Risk factors for poor CHD outcomes that have been reported in other studies like distance from birth hospital [9], socioeconomic disadvantage [10], and single-ventricle anatomic variants [11] were not found to be significant in our analysis. This discordance with previously published data is likely due to our moderate sample size and the parameters of the inclusion criteria, including selecting only those patients who underwent surgery, survived to discharge, and then remained within the Cincinnati Children’s ambulatory cardiology clinic structure. Our study is also limited by the inability to externalize the absolute value of our cost numbers to other centers due to differences in cost accounting that exist across different congenital heart centers. It is likely though that the relative resource allocation is similar at other medium-to-high volume surgical centers.

There has been a particular focus on controlling costs and improving quality and safety in health care over the past few decades. These economic and cultural drivers of change in medicine have joined under the common banner of “value” more recently. Value has been broadly defined as increasing quality of care for the same financial cost, or decreasing costs without sacrificing quality. In pediatrics, CHD has been at the center of the value discussion due to the resource intensive nature of care required and life-long implications of improving treatment outcomes. This work will require better understanding of costs through clinically relevant cost accounting methods that allow institutions to identify and promote high-value providers, programs, and quality improvement initiatives.

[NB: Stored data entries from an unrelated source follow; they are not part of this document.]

//! JSON export of the fused snapshot state.

use crate::derive::{complex_utilization, link_health, link_struggle};
use crate::error::{DsnError, Result};
use crate::model::{Complex, DsnData};
use serde::Serialize;

/// Serializable view of one antenna.
#[derive(Debug, Clone, Serialize)]
pub struct AntennaExport {
    pub id: String,
    pub azimuth_deg: f64,
    pub elevation_deg: f64,
    pub activity: String,
}

/// Serializable view of one station with its antennas.
#[derive(Debug, Clone, Serialize)]
pub struct StationExport {
    pub name: String,
    pub friendly_name: String,
    pub complex: Option<&'static str>,
    pub antennas: Vec<AntennaExport>,
}

/// Serializable view of one link, augmented with the derived health data.
#[derive(Debug, Clone, Serialize)]
pub struct LinkExport {
    pub antenna: String,
    pub complex: &'static str,
    pub spacecraft: String,
    pub spacecraft_id: i64,
    pub band: &'static str,
    pub data_rate_bps: f64,
    pub distance_km: f64,
    pub rtlt_s: f64,
    pub struggle_index: f64,
    pub health: &'static str,
}

/// Per-complex load fraction.
#[derive(Debug, Clone, Serialize)]
pub struct UtilizationExport {
    pub complex: &'static str,
    pub load: f64,
}

/// The full fused snapshot, ready for JSON serialization.
#[derive(Debug, Clone, Serialize)]
pub struct SnapshotExport {
    /// Feed timestamp in RFC 3339, when the feed carried one
    pub timestamp: Option<String>,
    pub stations: Vec<StationExport>,
    pub links: Vec<LinkExport>,
    pub utilization: Vec<UtilizationExport>,
    /// Parse warnings that accumulated while reading the feed
    pub warnings: Vec<String>,
}

/// Builds the export view of a snapshot.
pub fn export_snapshot(data: &DsnData) -> SnapshotExport {
    let stations = data
        .stations
        .iter()
        .map(|s| StationExport {
            name: s.name.clone(),
            friendly_name: s.friendly_name.clone(),
            complex: s.complex.map(|c| c.code()),
            antennas: s
                .antennas
                .iter()
                .map(|a| AntennaExport {
                    id: a.id.clone(),
                    azimuth_deg: a.azimuth_deg,
                    elevation_deg: a.elevation_deg,
                    activity: a.activity.clone(),
                })
                .collect(),
        })
        .collect();

    let links = data
        .links
        .iter()
        .map(|l| LinkExport {
            antenna: l.antenna_id.clone(),
            complex: l.complex.code(),
            spacecraft: l.spacecraft.clone(),
            spacecraft_id: l.spacecraft_id,
            band: l.band.label(),
            data_rate_bps: l.data_rate_bps,
            distance_km: l.distance_km,
            rtlt_s: l.rtlt_s,
            struggle_index: link_struggle(l),
            health: link_health(l).label(),
        })
        .collect();

    let utilization = Complex::ALL
        .iter()
        .map(|&c| UtilizationExport {
            complex: c.code(),
            load: complex_utilization(data, c),
        })
        .collect();

    SnapshotExport {
        timestamp: data.timestamp.map(|t| t.to_rfc3339()),
        stations,
        links,
        utilization,
        warnings: data.errors.clone(),
    }
}

/// Serializes the export view to a JSON string.
pub fn to_json(export: &SnapshotExport) -> Result<String> {
    serde_json::to_string_pretty(export).map_err(|e| DsnError::ParseError {
        reason: format!("JSON encode: {e}"),
    })
}

#[cfg(test)]
mod tests {
    use super::*;
    use crate::parse::parse_dsn_xml;

    #[test]
    fn test_export_shape() {
        let xml = r#"<dsn>
          <station name="gdscc" friendlyName="Goldstone"/>
          <dish name="DSS14" azimuthAngle="120" elevationAngle="45" activity="track">
            <downSignal signalType="data" dataRate="160000" frequency="8420000000" band="X" spacecraft="VGR1" spacecraftID="-31"/>
            <target name="VGR1" id="-31" rtlt="160000"/>
          </dish>
          <timestamp>1721001600000</timestamp>
        </dsn>"#;
        let data = parse_dsn_xml(xml).unwrap();
        let export = export_snapshot(&data);

        assert_eq!(export.stations.len(), 1);
        assert_eq!(export.links.len(), 1);
        assert_eq!(export.utilization.len(), 3);
        assert!(export.timestamp.is_some());

        let link = &export.links[0];
        assert_eq!(link.band, "X");
        assert!((0.0..=1.0).contains(&link.struggle_index));
        assert!(["GOOD", "MARGINAL", "POOR"].contains(&link.health));

        let json = to_json(&export).unwrap();
        assert!(json.contains("\"struggle_index\""));
        assert!(json.contains("\"gdscc\""));
    }
}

After cost, the second part of the value equation is quality. Health economists have argued that patient outcomes like mortality, stroke, kidney failure, and health care-associated infections are more valuable to patients than process measures like rates of aspirin adherence, time to first antibiotic administration, and number of patients receiving ventilator-associated infection prevention bundles that are commonly present in quality improvement work [8, 12, 13]. Our primary clinical outcome was transplant-free survival. While this is a strong clinical endpoint, it is unable to capture the significant morbidity that can be associated with the recurrent and prolonged hospitalizations that children with hypoplastic left heart experience. We are also unable to capture the social and emotional costs to the families, communities, and school districts that bear the responsibility for nurturing our medically complex children. We feel strongly that understanding value in medicine must attempt to include these factors in the development of institutional protocols, society guidelines, and public and private value-based reimbursement programs.

Conclusion

We have for the first time described the longitudinal cost of care for successful management of hypoplastic left heart through ages 12 and 60 months. In doing so, we have identified several cost centers and patient factors associated with higher costs of care. The aim now becomes translating this new knowledge into cost reduction while maintaining, or improving, the patient outcomes.